The authors conducted a review of the literature to establish reasonable practical guidelines for the management of complications in patients who have undergone recent spinal surgery and who require Level 1 anticoagulation therapy.

Methods

A MEDLINE (PubMed) literature search was performed using the key words “postoperative anticoagulation,” “spinal surgery,” and “postoperative epidural hematoma,” for articles published between 1990 and 2004. The search yielded 148 articles, which were then further screened for relevance and classified according to level-of-evidence guidelines established by the American Association of Neurological Surgeons/Congress of Neurological Surgeons joint committee for spinal cord injury.

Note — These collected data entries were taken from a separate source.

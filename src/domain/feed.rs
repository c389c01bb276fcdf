use chrono::{DateTime, Utc};
use serde::{Deserialize, Serialize};
use uuid::Uuid;

/// A watched feed and the publication time of the newest item already delivered.
#[derive(Debug, Clone, PartialEq, Eq, Serialize, Deserialize)]
pub struct Feed {
    pub identifier: String,
    pub address: String,
    #[serde(rename = "lastUpdated")]
    pub watermark: DateTime<Utc>,
}

impl Feed {
    /// Create a feed with a generated identifier.
    pub fn new(address: String) -> Self {
        Self::named(Uuid::new_v4().to_string(), address)
    }

    /// Create a feed with an operator-chosen identifier.
    pub fn named(identifier: String, address: String) -> Self {
        Self {
            identifier,
            address,
            watermark: Utc::now(),
        }
    }
}
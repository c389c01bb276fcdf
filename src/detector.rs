//! Watermark-based new-item detection.

use chrono::{DateTime, Utc};

use crate::domain::Item;

/// Outcome of comparing a fetched item list against a feed's watermark.
#[derive(Debug, Clone, PartialEq, Eq)]
pub struct Detection {
    /// Items published after the watermark, in fetch order.
    pub new_items: Vec<Item>,
    /// Latest publication time among `new_items`, or the input watermark.
    pub watermark: DateTime<Utc>,
}

impl Detection {
    pub fn is_empty(&self) -> bool {
        self.new_items.is_empty()
    }
}

pub fn detect(watermark: DateTime<Utc>, items: &[Item]) -> Detection {
    let new_items: Vec<Item> = items
        .iter()
        .filter(|item| item.published_at > watermark)
        .cloned()
        .collect();

    let watermark = new_items
        .iter()
        .map(|item| item.published_at)
        .max()
        .unwrap_or(watermark);

    Detection {
        new_items,
        watermark,
    }
}

#[cfg(test)]
mod tests {
    use super::*;
    use chrono::{Duration, TimeZone};

    fn base() -> DateTime<Utc> {
        Utc.with_ymd_and_hms(2024, 3, 1, 9, 0, 0).unwrap()
    }

    fn item(title: &str, offset_secs: i64) -> Item {
        Item::new(title, base() + Duration::seconds(offset_secs))
    }

    #[test]
    fn test_only_items_after_watermark() {
        let items = vec![item("old", -60), item("new", 60)];
        let detection = detect(base(), &items);

        assert_eq!(detection.new_items, vec![item("new", 60)]);
        assert_eq!(detection.watermark, base() + Duration::seconds(60));
    }

    #[test]
    fn test_item_at_watermark_is_not_new() {
        let detection = detect(base(), &[item("same", 0)]);
        assert!(detection.is_empty());
        assert_eq!(detection.watermark, base());
    }

    #[test]
    fn test_empty_input_keeps_watermark() {
        let detection = detect(base(), &[]);
        assert!(detection.is_empty());
        assert_eq!(detection.watermark, base());
    }

    #[test]
    fn test_source_order_preserved_and_max_taken() {
        // Newest first, as most feeds list them
        let items = vec![item("c", 300), item("a", 100), item("old", -5), item("b", 200)];
        let detection = detect(base(), &items);

        let titles: Vec<&str> = detection.new_items.iter().map(|i| i.title.as_str()).collect();
        assert_eq!(titles, vec!["c", "a", "b"]);
        assert_eq!(detection.watermark, base() + Duration::seconds(300));
    }

    #[test]
    fn test_equal_timestamps_all_included() {
        let items = vec![item("first", 30), item("second", 30), item("third", 30)];
        let detection = detect(base(), &items);

        assert_eq!(detection.new_items.len(), 3);
        assert_eq!(detection.watermark, base() + Duration::seconds(30));
    }

    #[test]
    fn test_detect_is_repeatable() {
        let items = vec![item("x", 10), item("y", -10), item("z", 20)];
        let first = detect(base(), &items);
        let second = detect(base(), &items);
        assert_eq!(first, second);
    }

    #[test]
    fn test_matches_filter_definition_for_many_watermarks() {
        let items: Vec<Item> = (-5..=5).map(|i| item(&format!("i{}", i), i * 7)).collect();

        for w in -50..=50 {
            let watermark = base() + Duration::seconds(w);
            let detection = detect(watermark, &items);

            let expected: Vec<Item> = items
                .iter()
                .filter(|i| i.published_at > watermark)
                .cloned()
                .collect();
            assert_eq!(detection.new_items, expected);

            let expected_mark = expected
                .iter()
                .map(|i| i.published_at)
                .max()
                .unwrap_or(watermark);
            assert_eq!(detection.watermark, expected_mark);
            assert!(detection.watermark >= watermark);
        }
    }
}
use chrono::{DateTime, Utc};

/// One syndication entry as fetched during a cycle. Never persisted.
#[derive(Debug, Clone, PartialEq, Eq)]
pub struct Item {
    pub title: String,
    pub description: String,
    pub link: String,
    pub published_at: DateTime<Utc>,
}

impl Item {
    pub fn new(title: impl Into<String>, published_at: DateTime<Utc>) -> Self {
        Self {
            title: title.into(),
            description: String::new(),
            link: String::new(),
            published_at,
        }
    }

    pub fn display_title(&self) -> &str {
        if self.title.is_empty() {
            "(Untitled)"
        } else {
            &self.title
        }
    }
}
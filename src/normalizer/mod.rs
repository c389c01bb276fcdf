use chrono::Utc;
use feed_rs::model::Entry;
use feed_rs::parser;

use crate::app::{RelayError, Result};
use crate::domain::Item;

#[derive(Clone)]
pub struct Normalizer;

impl Default for Normalizer {
    fn default() -> Self {
        Self::new()
    }
}

impl Normalizer {
    pub fn new() -> Self {
        Self
    }

    /// Parse a feed document into items, in the order the source lists them.
    ///
    /// A malformed document fails the whole call. An entry without a usable
    /// publication date is dropped on its own and logged.
    pub fn normalize(&self, feed_url: &str, body: &[u8]) -> Result<Vec<Item>> {
        let feed = parser::parse(body).map_err(|e| RelayError::FeedParse(e.to_string()))?;

        let items = feed
            .entries
            .into_iter()
            .enumerate()
            .filter_map(|(index, entry)| match Self::to_item(entry) {
                Ok(item) => Some(item),
                Err(e) => {
                    tracing::warn!(address = feed_url, index, error = %e, "Skipping feed item");
                    None
                }
            })
            .collect();

        Ok(items)
    }

    fn to_item(entry: Entry) -> Result<Item> {
        let published_at = entry
            .published
            .or(entry.updated)
            .map(|dt| dt.with_timezone(&Utc))
            .ok_or_else(|| {
                let id = if entry.id.is_empty() { "(no id)" } else { entry.id.as_str() };
                RelayError::ItemParse(format!("missing or unparsable date on entry {}", id))
            })?;

        let description = entry
            .summary
            .map(|s| s.content)
            .or_else(|| entry.content.and_then(|c| c.body))
            .unwrap_or_default();

        Ok(Item {
            title: entry.title.map(|t| t.content).unwrap_or_default(),
            description,
            link: entry.links.first().map(|l| l.href.clone()).unwrap_or_default(),
            published_at,
        })
    }
}

#[cfg(test)]
mod tests {
    use super::*;
    use chrono::TimeZone;

    const RSS_SAMPLE: &str = r#"<?xml version="1.0" encoding="UTF-8"?>
<rss version="2.0">
  <channel>
    <title>Test Feed</title>
    <description>A test feed</description>
    <item>
      <title>Test Item 2</title>
      <link>https://example.com/item2</link>
      <pubDate>Tue, 02 Jan 2024 00:00:00 GMT</pubDate>
      <description>&lt;p&gt;This is item 2&lt;/p&gt;</description>
    </item>
    <item>
      <title>Test Item 1</title>
      <link>https://example.com/item1</link>
      <pubDate>Mon, 01 Jan 2024 00:00:00 GMT</pubDate>
      <description>This is item 1</description>
    </item>
  </channel>
</rss>"#;

    const RSS_MISSING_DATE: &str = r#"<?xml version="1.0" encoding="UTF-8"?>
<rss version="2.0">
  <channel>
    <title>Test Feed</title>
    <item>
      <title>Undated</title>
      <link>https://example.com/undated</link>
      <description>No date here</description>
    </item>
    <item>
      <title>Dated</title>
      <link>https://example.com/dated</link>
      <pubDate>Mon, 01 Jan 2024 00:00:00 GMT</pubDate>
    </item>
  </channel>
</rss>"#;

    #[test]
    fn test_parse_rss_keeps_source_order() {
        let items = Normalizer::new()
            .normalize("https://example.com/feed.xml", RSS_SAMPLE.as_bytes())
            .unwrap();

        assert_eq!(items.len(), 2);
        assert_eq!(items[0].title, "Test Item 2");
        assert_eq!(items[0].link, "https://example.com/item2");
        assert_eq!(
            items[0].published_at,
            Utc.with_ymd_and_hms(2024, 1, 2, 0, 0, 0).unwrap()
        );
        assert_eq!(items[1].title, "Test Item 1");
        assert_eq!(items[1].description, "This is item 1");
    }

    #[test]
    fn test_description_markup_is_preserved_for_the_notifier() {
        let items = Normalizer::new()
            .normalize("https://example.com/feed.xml", RSS_SAMPLE.as_bytes())
            .unwrap();
        assert!(items[0].description.contains("This is item 2"));
    }

    #[test]
    fn test_item_without_date_is_skipped() {
        let items = Normalizer::new()
            .normalize("https://example.com/feed.xml", RSS_MISSING_DATE.as_bytes())
            .unwrap();

        assert_eq!(items.len(), 1);
        assert_eq!(items[0].title, "Dated");
        assert_eq!(items[0].description, "");
    }

    #[test]
    fn test_item_with_unparsable_date_is_skipped() {
        let body = r#"<?xml version="1.0" encoding="UTF-8"?>
<rss version="2.0">
  <channel>
    <title>Test Feed</title>
    <item>
      <title>bad</title>
      <link>https://example.com/bad</link>
      <pubDate>not a date</pubDate>
    </item>
    <item>
      <title>good</title>
      <link>https://example.com/good</link>
      <pubDate>Mon, 01 Jan 2024 00:00:00 GMT</pubDate>
    </item>
  </channel>
</rss>"#;

        let items = Normalizer::new()
            .normalize("https://example.com/feed.xml", body.as_bytes())
            .unwrap();

        let titles: Vec<&str> = items.iter().map(|i| i.title.as_str()).collect();
        assert_eq!(titles, vec!["good"]);
    }

    #[test]
    fn test_malformed_document_fails() {
        let err = Normalizer::new()
            .normalize("https://example.com/feed.xml", b"<html><body>not a feed")
            .unwrap_err();
        assert!(matches!(err, RelayError::FeedParse(_)));
    }

    #[test]
    fn test_empty_channel() {
        let body = r#"<?xml version="1.0"?><rss version="2.0"><channel><title>Empty</title></channel></rss>"#;
        let items = Normalizer::new()
            .normalize("https://example.com/feed.xml", body.as_bytes())
            .unwrap();
        assert!(items.is_empty());
    }
}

A total of 12 relevant articles were reviewed. There were no relevant articles meeting Class 1 standards of evidence, two met Class 2 evidence standards (one was a nonrandomized cohort study, the other was case-controlled), and the remaining 10 articles contained Class 3 evidence.

Conclusions

There are insufficient data to establish evidence-based guidelines for the use of Level 1 heparin or an equivalent anticoagulation protocol in patients who have recently undergone spinal surgery. Nevertheless, a search of the limited peer-reviewed literature on the subject indicates that there is an anecdotally high risk of complications in patients who have undergone spinal surgery and in whom a Level 1 or equivalent heparin protocol is administered. It therefore seems most prudent to arrange for placement of a vena cava filter in patients who have undergone spinal surgery and in whom a pulmonary embolus is found postoperatively. In patients who undergo spinal surgery and who require heparinization therapy for myocardial ischemia or infarction, the use of frequent neurological examinations in conjunction with anticoagulation therapy seems to be the only reasonable option.